Shambhala Sun | January 2012
By MELVIN MCLEOD, Editor-in-Chief of the Shambhala Sun
This issue features two of the great Buddhist teachers of
our time. Chögyam Trungpa Rinpoche is dead twenty-five years now. Thich Nhat
Hanh is still vigorous and active at the age of eighty-five. So different in
styles—the soft-spoken, celibate monk and the ground-breaking lama who
celebrated life’s passions— they are alike in dedicating their lives to others,
holding nothing back, and in the depth and breadth of the teachings they have
given us. As much as anyone, they have defined Buddhism as we understand it
There is a journalistic convention these days called "full
disclosure," in which writers acknowledge conflicts of interest or personal
involvement in their story. I’d like to declare — not just declare, but
celebrate, with pride and without embarrassment — my and the Shambhala Sun’s
involvement with these great teachers. When the debt is spiritual and genuine,
there is never conflict of interest. There is only universal benefit.

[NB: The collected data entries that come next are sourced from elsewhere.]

pub mod component_rules;
pub mod cross_mapping;
pub mod decision_engine;
pub mod overlay_registry;
pub mod variety;

pub use component_rules::{
    builtin_rules, ComponentOutcome, ComponentRegistry, ComponentRuleEngine, RegistryDocument,
};
pub use cross_mapping::{detect_upstream_constraint, should_attempt_cross_mapping};
pub use decision_engine::{DecisionEngine, GateOutcome};
pub use overlay_registry::OverlayRegistry;
pub use variety::should_skip_reflection;
//! Decision engine: one action and at most one phase step per turn.
//!
//! Evaluation order, first match wins:
//! 1. phase advancement proposal, checked against the hard gates; a closed
//!    gate cancels the advance and leaves its remedy action pending
//! 2. overrides: resistance pivot, cross-map redirect, tactical redirect,
//!    low-effort pushback
//! 3. the pending gate remedy, passed through the variety filter
//! 4. the two-turn closing script
//! 5. the phase's default action, passed through the variety filter
//!
//! The engine is a pure function of its inputs. It never fails: unusable
//! analysis has already been reduced to neutral signals.

use tracing::{debug, info, warn};

use crate::domain::models::{
    Action, ClosingSequence, ClosingStep, ClosingTrack, ConstraintCategory, ConversationState,
    CounterUpdate, CrossMapPair, Decision, DecisionRule, EffectiveState, EngineConfig,
    OverlayKey, Phase, PhaseTransition, PushbackLevel, StateDelta, UnifiedAnalysis,
};
use crate::services::{cross_mapping, variety};

/// Result of checking a proposed phase step against its hard gate.
#[derive(Debug, Clone, Copy, PartialEq, Eq)]
pub enum GateOutcome {
    Open,
    Blocked { remedy: Action, reason: &'static str },
}

#[derive(Debug, Clone, Default)]
pub struct DecisionEngine {
    config: EngineConfig,
}

impl DecisionEngine {
    pub const fn new(config: EngineConfig) -> Self {
        Self { config }
    }

    pub const fn config(&self) -> &EngineConfig {
        &self.config
    }

    /// Select this turn's action and the state changes that go with it.
    pub fn decide(&self, state: &ConversationState, analysis: &UnifiedAnalysis) -> Decision {
        if state.phase.is_terminal() {
            debug!(session_id = %state.session_id, "session complete; post-completion reply");
            return Decision::post_completion();
        }

        let eff = EffectiveState::derive(state, analysis);
        let decision = self.evaluate(state, &eff);

        if let Some(t) = decision.transition {
            info!(
                session_id = %state.session_id,
                from = %t.from,
                to = %t.to,
                "phase transition"
            );
        }
        debug!(
            session_id = %state.session_id,
            turn = eff.turn,
            phase = %decision.phase,
            action = %decision.action,
            rule = %decision.rule,
            "decision made"
        );
        decision
    }

    fn evaluate(&self, state: &ConversationState, eff: &EffectiveState) -> Decision {
        let mut draft = Draft::new(state, eff);

        // A closed gate only cancels the advance; its remedy stands in for
        // the phase's default action below.
        let mut remedy = None;
        if let Some(target) = self.proposed_advance(state, eff) {
            match self.gate(target, eff) {
                GateOutcome::Open => draft.phase = target,
                GateOutcome::Blocked { remedy: action, reason } => {
                    debug!(
                        session_id = %eff.session_id,
                        from = %eff.phase,
                        to = %target,
                        reason,
                        "phase advance blocked by gate"
                    );
                    remedy = Some(action);
                }
            }
        }

        if let Some((action, rule)) = self.override_action(state, eff, &mut draft) {
            return draft.finish(action, rule);
        }

        if let Some(action) = remedy {
            let action = variety::vary(
                &eff.variety_tracker,
                draft.phase,
                action,
                self.config.variety_window,
            );
            return draft.finish(action, DecisionRule::HardGate);
        }

        if draft.phase == Phase::Closing {
            let action = self.closing_step(eff, &mut draft);
            return draft.finish(action, DecisionRule::ClosingScript);
        }

        let action = variety::default_action(
            &eff.variety_tracker,
            draft.phase,
            self.config.variety_window,
        )
        .unwrap_or(Action::ClarifyingQuestion);
        draft.finish(action, DecisionRule::DefaultPhase)
    }

    /// The next phase, if this turn has earned a step forward.
    ///
    /// Nothing advances while the user is pushing back on the hypothesis.
    fn proposed_advance(&self, state: &ConversationState, eff: &EffectiveState) -> Option<Phase> {
        let cfg = &self.config;
        if eff.resistance_tracking > 0 || state.resistance_tracking >= cfg.rejection_threshold {
            return None;
        }

        let done = eff.turns_in_phase;
        let ready = match eff.phase {
            Phase::Intake => done >= 1,
            Phase::Diagnostic => done >= cfg.min_diagnostic_turns,
            Phase::DepthInquiry => {
                done >= cfg.min_depth_turns
                    || eff.scores.clarity >= cfg.hypothesis_clarity_threshold
            }
            Phase::Hypothesis => eff.constraint_category.is_some(),
            Phase::CrossMapping => done >= 1,
            Phase::BlockerCheck => done >= 1 && !eff.signals.mentions_blockers(),
            Phase::Closing | Phase::Complete => false,
        };

        if ready {
            eff.phase.next()
        } else {
            None
        }
    }

    /// Preconditions for entering `target`.
    pub fn gate(&self, target: Phase, eff: &EffectiveState) -> GateOutcome {
        let cfg = &self.config;
        match target {
            Phase::Hypothesis if eff.hypothesis.is_none() => GateOutcome::Blocked {
                remedy: Action::DepthInquiry,
                reason: "no hypothesis candidate",
            },
            Phase::Hypothesis if eff.scores.clarity < cfg.hypothesis_clarity_threshold => {
                GateOutcome::Blocked {
                    remedy: Action::DepthInquiry,
                    reason: "clarity below hypothesis threshold",
                }
            }
            Phase::CrossMapping | Phase::Closing if eff.constraint_category.is_none() => {
                GateOutcome::Blocked {
                    remedy: Action::PresentHypothesis,
                    reason: "constraint category not confirmed",
                }
            }
            Phase::Closing if eff.scores.clarity < cfg.closing_clarity_threshold => {
                GateOutcome::Blocked {
                    remedy: Action::ClarifyingQuestion,
                    reason: "clarity below closing threshold",
                }
            }
            _ => GateOutcome::Open,
        }
    }

    fn override_action(
        &self,
        state: &ConversationState,
        eff: &EffectiveState,
        draft: &mut Draft<'_>,
    ) -> Option<(Action, DecisionRule)> {
        let cfg = &self.config;

        // Streaks are held at their threshold so a preempted redirect or a
        // continued low-effort run fires on the next qualifying turn.
        draft.counters.tactical_drift = eff.tactical_drift.min(cfg.tactical_drift_threshold);
        draft.counters.low_effort_streak = eff.low_effort_streak.min(cfg.low_effort_threshold);

        let resistance = state.resistance_tracking.max(eff.resistance_tracking);
        if resistance >= cfg.rejection_threshold {
            draft.counters.resistance_tracking = 0;
            draft.hypothesis = Some(None);
            return Some((Action::HypothesisPivot, DecisionRule::ResistancePivot));
        }

        if cross_mapping::should_attempt_cross_mapping(eff) {
            if let Some(pair) = cross_mapping::cross_map_pair(eff) {
                debug!(
                    session_id = %eff.session_id,
                    surface = %pair.surface,
                    root = %pair.root,
                    "cross-mapping surface complaint to upstream constraint"
                );
                draft.cross_map_attempt = Some(pair);
                draft.hypothesis = Some(Some(pair.root));
                draft.counters.resistance_tracking = 0;
                return Some((Action::CrossMapRedirect, DecisionRule::CrossMapRedirect));
            }
        }

        if eff.tactical_drift >= cfg.tactical_drift_threshold {
            draft.counters.tactical_drift = 0;
            return Some((Action::TacticalRedirect, DecisionRule::TacticalRedirect));
        }

        if eff.low_effort_streak >= cfg.low_effort_threshold {
            let level = state.pushback_level.escalate();
            draft.pushback_level = Some(level);
            return Some((Action::pushback(level), DecisionRule::LowEffortPushback));
        }

        None
    }

    /// One step of the closing script. Leaves `Complete` as the phase once
    /// the second step has run.
    fn closing_step(&self, eff: &EffectiveState, draft: &mut Draft<'_>) -> Action {
        let mut seq = eff.closing_sequence;
        seq.turns_in_closing = seq.turns_in_closing.saturating_add(1);

        let action = match seq.step {
            ClosingStep::NotStarted => {
                let track = self.closing_track(eff);
                seq.track = Some(track);
                seq.step = ClosingStep::ReflectDone;
                match track {
                    ClosingTrack::SelfDirected => Action::ReflectSelfDirected,
                    ClosingTrack::Assisted => Action::ReflectAssisted,
                }
            }
            ClosingStep::ReflectDone => {
                let track = seq.track.unwrap_or_else(|| self.closing_track(eff));
                seq.track = Some(track);
                seq.step = ClosingStep::ActionCommitDone;
                draft.phase = Phase::Complete;

                let signals = &eff.signals;
                match track {
                    ClosingTrack::Assisted if signals.commits_to_action => {
                        Action::ActionCommitAssisted
                    }
                    ClosingTrack::SelfDirected
                        if signals.commits_to_action && !signals.mentions_blockers() =>
                    {
                        Action::ActionCommitSelfDirected
                    }
                    _ => Action::ClosingBlockerCheck,
                }
            }
            ClosingStep::ActionCommitDone => {
                warn!(
                    session_id = %eff.session_id,
                    "closing script already finished; completing session"
                );
                draft.phase = Phase::Complete;
                Action::PostCompletion
            }
        };

        draft.closing = Some(seq);
        action
    }

    fn closing_track(&self, eff: &EffectiveState) -> ClosingTrack {
        if eff.scores.capacity <= self.config.low_capacity_threshold
            || eff.signals.financial_constraint
        {
            ClosingTrack::SelfDirected
        } else {
            ClosingTrack::Assisted
        }
    }
}

/// Decision under construction.
struct Draft<'a> {
    eff: &'a EffectiveState,
    stored_hypothesis: Option<ConstraintCategory>,
    phase: Phase,
    counters: CounterUpdate,
    hypothesis: Option<Option<ConstraintCategory>>,
    pushback_level: Option<PushbackLevel>,
    closing: Option<ClosingSequence>,
    cross_map_attempt: Option<CrossMapPair>,
}

impl<'a> Draft<'a> {
    fn new(state: &ConversationState, eff: &'a EffectiveState) -> Self {
        Self {
            eff,
            stored_hypothesis: state.hypothesis,
            phase: eff.phase,
            counters: CounterUpdate {
                resistance_tracking: eff.resistance_tracking,
                tactical_drift: eff.tactical_drift,
                low_effort_streak: eff.low_effort_streak,
                turns_in_phase: 0,
            },
            hypothesis: None,
            pushback_level: None,
            closing: None,
            cross_map_attempt: None,
        }
    }

    fn finish(self, action: Action, rule: DecisionRule) -> Decision {
        let eff = self.eff;
        let transition = (self.phase != eff.phase).then_some(PhaseTransition {
            from: eff.phase,
            to: self.phase,
        });

        let mut counters = self.counters;
        counters.turns_in_phase = if transition.is_some() {
            1
        } else {
            eff.turns_in_phase.saturating_add(1)
        };

        let closing = self.closing.or_else(|| {
            (self.phase == Phase::Closing).then(|| {
                let mut seq = eff.closing_sequence;
                seq.turns_in_closing = seq.turns_in_closing.saturating_add(1);
                seq
            })
        });

        let hypothesis = self
            .hypothesis
            .or_else(|| (eff.hypothesis != self.stored_hypothesis).then_some(eff.hypothesis));

        let delta = StateDelta {
            scores: eff.signals.score_delta(),
            phase: transition.map(|t| t.to),
            counters: Some(counters),
            constraint_category: eff.newly_confirmed.then_some(eff.constraint_category).flatten(),
            hypothesis,
            root_signal: eff.signals.root_signal,
            surface_complaint: eff.signals.surface_category,
            pushback_level: self.pushback_level,
            closing,
            cross_map_attempt: self.cross_map_attempt,
            record_action: Some(action),
        };

        Decision {
            action,
            phase: self.phase,
            transition,
            rule,
            delta,
            overlay: OverlayKey {
                phase: self.phase,
                action,
            },
        }
    }
}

Chögyam Trungpa Rinpoche is my root guru. I searched for
him for many years and found him only toward the end of his life. Others here
at the Shambhala Sun, such as Jim Gimian, Liza Matthews, Barry Boyce,
and Andy Karr, knew him much longer and worked closely with him. Yet even those
at the Sun who never met him, even those who are not Buddhists, are
inspired by the basic principles of his teachings that are the foundation of
the Shambhala Sun. He is the founder of this magazine and he is alive
here every day.
Chögyam Trungpa’s life story is a dramatic tale in itself,
but from history’s point of view what matters more is the extraordinary
philosophical journey he took in his forty-eight years. It focused on one
all-important question: how best to bring genuine dharma to the dark age of this
modern world. As Barry Boyce describes so beautifully in this issue, it brought
forth an outpouring of genius that ranged from identifying the core challenge
for modern Buddhism—cutting through spiritual materialism—to a ground-breaking
presentation of the three-yana view, to teachings on the arts and the military,
to the Shambhala vision of a society reflecting universal human wisdom and
basic goodness. I hope that when you read Barry’s insightful essay you will
find that these teachings are reflected in the Shambhala Sun. Their
depth and openness are our foundation and strength.
There is another Buddhist teacher whose teachings are
deep, diverse, and far-reaching. Who was driven into exile from his native
land, came to the West with nothing, and changed our world with his brilliance
and fearlessness. He is Thich Nhat Hanh.
Like Trungpa Rinpoche, he devotes much of his teaching to
presenting the original tenets of Buddhism in a new light for the modern world.
When I last interviewed Thich Nhat Hanh, I asked him why he did not focus more
on his own Zen tradition. As Trungpa Rinpoche taught foundational Buddhist
principles with a Vajrayana view, Thich Nhat Hanh said he was presenting the
teachings of original Buddhism in the open spirit of the Mahayana. In doing so,
he has made his unique teachings on mindfulness, concentration, interbeing, and
joyfulness an integral part of Buddhism today.
In her moving account in this issue, Andrea Miller opens
her heart to us about her own healing journey during her recent retreat with
Thay. Somehow this old Vietnamese monk understands our emotional wounds so
well, and shows us a path of healing based on traditional Buddhist psychology
that’s perfectly suited for our modern psyches. Beyond even that, as founder of
the Engaged Buddhism movement he offers us a vision of peace, social justice,
and compassion that has defined Buddhist activism for a generation.
I have had the good fortune to attend a retreat with Thich
Nhat Hanh — which I found as transformative in my own way as Andrea did in hers — to
interview him twice, and to edit several books of his teachings. I count him as
one of my teachers.
Thich Nhat Hanh has been generous to the Sun with
his time and teachings. It is an honor to present them. Chögyam Trungpa
Rinpoche remains the light of the morning star that guides us, and over the
next year we will present a selection of his teachings to commemorate the
twenty-fifth anniversary of his death. May these two great teachers continue to
benefit sentient beings until samsara ends.